• Work item: Lines from the one containing "const BASE_URL: &str" through the end of the data are to be returned exactly, and no others.

(Dataset entries)
▬▬▬
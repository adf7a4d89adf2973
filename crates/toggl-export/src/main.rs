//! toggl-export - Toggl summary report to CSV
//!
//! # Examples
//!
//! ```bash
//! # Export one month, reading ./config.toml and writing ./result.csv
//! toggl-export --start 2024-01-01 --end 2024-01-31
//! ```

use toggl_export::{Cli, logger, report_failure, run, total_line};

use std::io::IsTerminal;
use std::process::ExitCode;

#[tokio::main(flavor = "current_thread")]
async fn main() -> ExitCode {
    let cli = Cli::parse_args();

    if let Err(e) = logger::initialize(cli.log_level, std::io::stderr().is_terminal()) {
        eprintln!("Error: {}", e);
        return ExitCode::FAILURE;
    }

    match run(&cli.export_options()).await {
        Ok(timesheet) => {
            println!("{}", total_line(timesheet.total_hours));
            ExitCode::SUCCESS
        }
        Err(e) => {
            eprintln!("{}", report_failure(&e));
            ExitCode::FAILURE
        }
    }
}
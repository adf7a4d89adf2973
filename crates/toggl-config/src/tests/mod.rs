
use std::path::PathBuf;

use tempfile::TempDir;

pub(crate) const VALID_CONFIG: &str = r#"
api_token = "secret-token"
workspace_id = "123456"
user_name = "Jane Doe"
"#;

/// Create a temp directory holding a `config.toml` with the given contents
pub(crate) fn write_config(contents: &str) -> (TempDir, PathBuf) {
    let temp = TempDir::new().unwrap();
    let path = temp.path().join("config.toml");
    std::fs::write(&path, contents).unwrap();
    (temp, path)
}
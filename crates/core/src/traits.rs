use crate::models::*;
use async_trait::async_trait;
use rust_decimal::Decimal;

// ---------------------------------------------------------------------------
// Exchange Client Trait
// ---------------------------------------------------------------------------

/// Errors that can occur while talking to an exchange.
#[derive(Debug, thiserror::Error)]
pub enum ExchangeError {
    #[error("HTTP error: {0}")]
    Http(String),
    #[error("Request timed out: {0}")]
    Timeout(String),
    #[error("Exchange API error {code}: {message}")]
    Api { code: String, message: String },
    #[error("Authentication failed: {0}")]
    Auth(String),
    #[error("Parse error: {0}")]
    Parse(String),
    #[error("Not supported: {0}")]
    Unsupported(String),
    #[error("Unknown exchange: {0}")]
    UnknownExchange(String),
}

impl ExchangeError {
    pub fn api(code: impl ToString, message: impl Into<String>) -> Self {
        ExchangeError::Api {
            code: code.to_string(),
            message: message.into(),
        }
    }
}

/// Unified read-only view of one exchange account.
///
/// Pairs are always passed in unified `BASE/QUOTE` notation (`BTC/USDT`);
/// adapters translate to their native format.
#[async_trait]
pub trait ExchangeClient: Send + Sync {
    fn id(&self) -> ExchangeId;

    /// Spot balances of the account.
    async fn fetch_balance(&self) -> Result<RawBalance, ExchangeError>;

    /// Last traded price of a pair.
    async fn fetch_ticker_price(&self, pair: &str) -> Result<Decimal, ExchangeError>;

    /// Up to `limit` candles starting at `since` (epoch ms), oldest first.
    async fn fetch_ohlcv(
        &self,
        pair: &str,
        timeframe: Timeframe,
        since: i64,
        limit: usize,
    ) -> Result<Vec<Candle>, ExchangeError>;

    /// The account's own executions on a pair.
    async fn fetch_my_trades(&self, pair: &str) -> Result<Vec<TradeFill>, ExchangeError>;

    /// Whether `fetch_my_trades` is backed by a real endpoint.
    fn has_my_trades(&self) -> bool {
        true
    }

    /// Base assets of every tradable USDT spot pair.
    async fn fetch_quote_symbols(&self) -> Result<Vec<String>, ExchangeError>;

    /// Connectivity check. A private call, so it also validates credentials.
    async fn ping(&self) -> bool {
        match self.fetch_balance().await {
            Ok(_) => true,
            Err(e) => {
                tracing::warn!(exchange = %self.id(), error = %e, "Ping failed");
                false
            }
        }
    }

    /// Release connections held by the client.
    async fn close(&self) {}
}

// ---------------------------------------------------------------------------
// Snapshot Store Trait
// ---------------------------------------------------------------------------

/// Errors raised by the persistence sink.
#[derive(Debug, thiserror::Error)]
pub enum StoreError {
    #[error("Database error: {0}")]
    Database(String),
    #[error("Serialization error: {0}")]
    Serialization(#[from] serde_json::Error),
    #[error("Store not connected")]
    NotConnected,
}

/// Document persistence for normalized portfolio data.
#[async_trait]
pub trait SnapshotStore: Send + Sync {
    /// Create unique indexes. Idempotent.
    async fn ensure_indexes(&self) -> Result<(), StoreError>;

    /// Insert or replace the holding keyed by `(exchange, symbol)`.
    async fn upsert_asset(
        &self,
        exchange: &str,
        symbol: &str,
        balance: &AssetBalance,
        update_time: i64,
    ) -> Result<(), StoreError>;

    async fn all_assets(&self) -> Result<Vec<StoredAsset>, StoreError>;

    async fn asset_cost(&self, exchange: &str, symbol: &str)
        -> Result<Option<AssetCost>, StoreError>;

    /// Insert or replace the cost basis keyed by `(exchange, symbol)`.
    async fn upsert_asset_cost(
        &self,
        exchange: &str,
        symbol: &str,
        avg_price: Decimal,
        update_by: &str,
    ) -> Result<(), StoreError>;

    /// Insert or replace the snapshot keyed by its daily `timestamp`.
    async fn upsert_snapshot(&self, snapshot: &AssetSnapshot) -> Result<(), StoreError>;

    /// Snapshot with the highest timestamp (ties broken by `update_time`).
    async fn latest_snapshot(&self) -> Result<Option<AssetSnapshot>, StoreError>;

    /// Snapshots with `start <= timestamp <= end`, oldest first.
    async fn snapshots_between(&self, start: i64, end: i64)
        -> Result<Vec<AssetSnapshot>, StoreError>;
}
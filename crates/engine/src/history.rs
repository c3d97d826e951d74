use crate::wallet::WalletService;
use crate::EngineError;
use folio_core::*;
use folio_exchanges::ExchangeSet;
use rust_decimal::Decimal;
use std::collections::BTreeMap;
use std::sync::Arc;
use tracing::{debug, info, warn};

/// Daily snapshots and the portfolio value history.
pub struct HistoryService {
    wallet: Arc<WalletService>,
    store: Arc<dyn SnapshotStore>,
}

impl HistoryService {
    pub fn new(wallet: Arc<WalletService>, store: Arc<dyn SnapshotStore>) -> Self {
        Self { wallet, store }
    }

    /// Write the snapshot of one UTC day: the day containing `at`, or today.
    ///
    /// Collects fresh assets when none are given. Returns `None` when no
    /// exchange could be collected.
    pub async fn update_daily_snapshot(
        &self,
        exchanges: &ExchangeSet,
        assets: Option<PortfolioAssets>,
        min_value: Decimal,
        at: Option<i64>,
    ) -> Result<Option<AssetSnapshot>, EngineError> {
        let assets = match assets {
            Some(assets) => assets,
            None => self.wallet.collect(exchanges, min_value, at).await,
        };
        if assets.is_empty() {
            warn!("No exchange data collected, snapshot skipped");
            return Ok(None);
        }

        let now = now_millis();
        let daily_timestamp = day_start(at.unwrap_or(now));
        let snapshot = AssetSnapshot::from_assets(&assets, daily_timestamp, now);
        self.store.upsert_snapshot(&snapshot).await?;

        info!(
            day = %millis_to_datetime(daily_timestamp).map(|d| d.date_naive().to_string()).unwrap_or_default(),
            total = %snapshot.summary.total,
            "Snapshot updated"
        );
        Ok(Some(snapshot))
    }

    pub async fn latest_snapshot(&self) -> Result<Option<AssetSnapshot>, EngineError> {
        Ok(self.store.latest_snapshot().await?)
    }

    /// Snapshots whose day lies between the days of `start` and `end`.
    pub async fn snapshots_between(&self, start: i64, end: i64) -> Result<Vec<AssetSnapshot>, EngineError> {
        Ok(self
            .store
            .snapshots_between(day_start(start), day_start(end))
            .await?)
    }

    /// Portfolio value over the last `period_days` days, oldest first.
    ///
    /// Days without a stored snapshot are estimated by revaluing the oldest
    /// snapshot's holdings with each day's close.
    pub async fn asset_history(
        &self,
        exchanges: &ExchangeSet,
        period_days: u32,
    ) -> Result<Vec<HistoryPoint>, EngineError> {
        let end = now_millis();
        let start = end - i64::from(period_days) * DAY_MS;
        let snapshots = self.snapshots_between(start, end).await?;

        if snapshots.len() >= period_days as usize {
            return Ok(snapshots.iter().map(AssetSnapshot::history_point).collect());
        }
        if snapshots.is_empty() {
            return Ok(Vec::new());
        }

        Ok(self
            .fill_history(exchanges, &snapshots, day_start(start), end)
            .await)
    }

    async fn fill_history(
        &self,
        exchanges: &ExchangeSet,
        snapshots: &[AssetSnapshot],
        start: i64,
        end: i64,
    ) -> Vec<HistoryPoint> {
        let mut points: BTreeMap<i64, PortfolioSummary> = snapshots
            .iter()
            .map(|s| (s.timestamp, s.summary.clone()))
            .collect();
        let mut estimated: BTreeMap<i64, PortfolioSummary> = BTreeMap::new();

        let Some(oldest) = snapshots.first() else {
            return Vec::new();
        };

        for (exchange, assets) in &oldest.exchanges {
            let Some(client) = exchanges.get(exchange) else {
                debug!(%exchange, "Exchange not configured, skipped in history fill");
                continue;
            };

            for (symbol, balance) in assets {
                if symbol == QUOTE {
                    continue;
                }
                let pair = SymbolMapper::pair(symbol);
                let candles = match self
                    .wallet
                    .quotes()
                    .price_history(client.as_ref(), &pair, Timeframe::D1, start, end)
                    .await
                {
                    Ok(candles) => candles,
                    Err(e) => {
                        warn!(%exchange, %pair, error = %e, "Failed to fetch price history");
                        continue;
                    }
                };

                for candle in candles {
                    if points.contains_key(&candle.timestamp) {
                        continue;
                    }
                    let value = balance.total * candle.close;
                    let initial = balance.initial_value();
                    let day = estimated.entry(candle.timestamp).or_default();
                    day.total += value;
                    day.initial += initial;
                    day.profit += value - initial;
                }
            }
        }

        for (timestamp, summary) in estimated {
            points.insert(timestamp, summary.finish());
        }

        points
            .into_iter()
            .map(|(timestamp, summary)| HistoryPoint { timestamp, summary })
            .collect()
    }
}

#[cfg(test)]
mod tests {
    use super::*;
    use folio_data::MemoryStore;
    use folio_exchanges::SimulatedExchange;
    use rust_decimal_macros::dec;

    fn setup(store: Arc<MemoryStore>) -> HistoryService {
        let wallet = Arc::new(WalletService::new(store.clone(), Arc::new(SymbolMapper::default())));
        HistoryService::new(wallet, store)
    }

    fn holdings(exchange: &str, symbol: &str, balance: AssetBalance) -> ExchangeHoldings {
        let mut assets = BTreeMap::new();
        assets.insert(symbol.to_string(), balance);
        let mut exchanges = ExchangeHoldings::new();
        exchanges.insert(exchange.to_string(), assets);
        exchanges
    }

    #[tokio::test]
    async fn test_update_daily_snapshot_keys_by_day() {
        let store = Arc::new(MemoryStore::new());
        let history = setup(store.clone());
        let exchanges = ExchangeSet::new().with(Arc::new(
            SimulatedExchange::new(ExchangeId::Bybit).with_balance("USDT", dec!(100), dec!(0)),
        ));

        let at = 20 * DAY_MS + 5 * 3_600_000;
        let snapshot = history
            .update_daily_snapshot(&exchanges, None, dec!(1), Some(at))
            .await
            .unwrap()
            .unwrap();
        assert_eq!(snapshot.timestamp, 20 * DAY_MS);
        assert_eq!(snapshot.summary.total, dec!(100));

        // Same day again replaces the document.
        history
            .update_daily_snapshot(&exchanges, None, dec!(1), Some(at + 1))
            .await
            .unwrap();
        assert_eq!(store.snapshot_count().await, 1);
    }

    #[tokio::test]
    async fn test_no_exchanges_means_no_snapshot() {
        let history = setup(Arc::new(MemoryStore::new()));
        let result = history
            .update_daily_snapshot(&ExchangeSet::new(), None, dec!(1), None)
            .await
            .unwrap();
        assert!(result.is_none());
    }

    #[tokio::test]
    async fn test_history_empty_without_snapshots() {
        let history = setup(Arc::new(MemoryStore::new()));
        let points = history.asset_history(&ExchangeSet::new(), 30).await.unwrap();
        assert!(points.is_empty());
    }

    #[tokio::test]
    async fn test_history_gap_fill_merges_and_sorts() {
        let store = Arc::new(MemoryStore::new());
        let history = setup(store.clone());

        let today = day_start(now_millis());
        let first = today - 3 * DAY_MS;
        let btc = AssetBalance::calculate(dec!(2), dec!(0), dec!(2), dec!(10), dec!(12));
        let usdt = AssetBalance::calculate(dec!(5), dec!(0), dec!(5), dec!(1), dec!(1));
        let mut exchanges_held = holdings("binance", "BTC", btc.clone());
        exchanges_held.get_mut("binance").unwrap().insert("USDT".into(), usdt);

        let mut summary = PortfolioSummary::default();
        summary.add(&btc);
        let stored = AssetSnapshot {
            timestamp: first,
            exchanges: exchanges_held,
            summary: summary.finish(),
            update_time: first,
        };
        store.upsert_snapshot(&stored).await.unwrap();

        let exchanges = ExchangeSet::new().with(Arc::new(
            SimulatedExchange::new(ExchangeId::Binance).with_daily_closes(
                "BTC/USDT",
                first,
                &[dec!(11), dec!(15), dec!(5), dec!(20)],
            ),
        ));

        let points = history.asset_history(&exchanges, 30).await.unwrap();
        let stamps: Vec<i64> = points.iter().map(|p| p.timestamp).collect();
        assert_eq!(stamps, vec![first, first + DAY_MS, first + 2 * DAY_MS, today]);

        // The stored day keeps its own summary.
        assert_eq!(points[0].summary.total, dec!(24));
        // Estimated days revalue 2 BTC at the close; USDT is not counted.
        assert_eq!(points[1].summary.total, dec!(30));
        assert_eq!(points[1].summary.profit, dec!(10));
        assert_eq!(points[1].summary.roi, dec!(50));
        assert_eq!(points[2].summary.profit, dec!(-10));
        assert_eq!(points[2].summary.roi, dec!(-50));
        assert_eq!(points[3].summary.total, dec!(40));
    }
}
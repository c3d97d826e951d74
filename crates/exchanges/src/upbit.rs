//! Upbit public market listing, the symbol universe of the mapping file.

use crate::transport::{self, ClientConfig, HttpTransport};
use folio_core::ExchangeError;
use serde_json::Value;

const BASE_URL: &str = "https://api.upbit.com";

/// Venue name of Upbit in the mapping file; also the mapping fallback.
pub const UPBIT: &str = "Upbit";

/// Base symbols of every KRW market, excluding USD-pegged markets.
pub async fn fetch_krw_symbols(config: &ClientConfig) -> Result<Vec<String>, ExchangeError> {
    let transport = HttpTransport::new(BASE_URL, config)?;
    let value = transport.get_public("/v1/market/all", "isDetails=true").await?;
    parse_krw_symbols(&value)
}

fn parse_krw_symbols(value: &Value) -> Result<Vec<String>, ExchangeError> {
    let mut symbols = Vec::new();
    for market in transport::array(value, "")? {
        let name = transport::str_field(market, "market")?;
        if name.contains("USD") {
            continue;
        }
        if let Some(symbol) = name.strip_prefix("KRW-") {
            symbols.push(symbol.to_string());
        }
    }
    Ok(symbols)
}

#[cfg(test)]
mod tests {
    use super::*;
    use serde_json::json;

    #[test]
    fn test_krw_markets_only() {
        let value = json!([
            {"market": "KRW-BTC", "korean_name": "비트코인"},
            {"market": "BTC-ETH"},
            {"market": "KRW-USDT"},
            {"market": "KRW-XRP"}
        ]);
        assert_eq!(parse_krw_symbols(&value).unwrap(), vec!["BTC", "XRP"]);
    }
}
▬▬▬
• Answer:
const BASE_URL: &str = "https://api.upbit.com";

/// Venue name of Upbit in the mapping file; also the mapping fallback.
pub const UPBIT: &str = "Upbit";

/// Base symbols of every KRW market, excluding USD-pegged markets.
pub async fn fetch_krw_symbols(config: &ClientConfig) -> Result<Vec<String>, ExchangeError> {
    let transport = HttpTransport::new(BASE_URL, config)?;
    let value = transport.get_public("/v1/market/all", "isDetails=true").await?;
    parse_krw_symbols(&value)
}

fn parse_krw_symbols(value: &Value) -> Result<Vec<String>, ExchangeError> {
    let mut symbols = Vec::new();
    for market in transport::array(value, "")? {
        let name = transport::str_field(market, "market")?;
        if name.contains("USD") {
            continue;
        }
        if let Some(symbol) = name.strip_prefix("KRW-") {
            symbols.push(symbol.to_string());
        }
    }
    Ok(symbols)
}

#[cfg(test)]
mod tests {
    use super::*;
    use serde_json::json;

    #[test]
    fn test_krw_markets_only() {
        let value = json!([
            {"market": "KRW-BTC", "korean_name": "비트코인"},
            {"market": "BTC-ETH"},
            {"market": "KRW-USDT"},
            {"market": "KRW-XRP"}
        ]);
        assert_eq!(parse_krw_symbols(&value).unwrap(), vec!["BTC", "XRP"]);
    }
}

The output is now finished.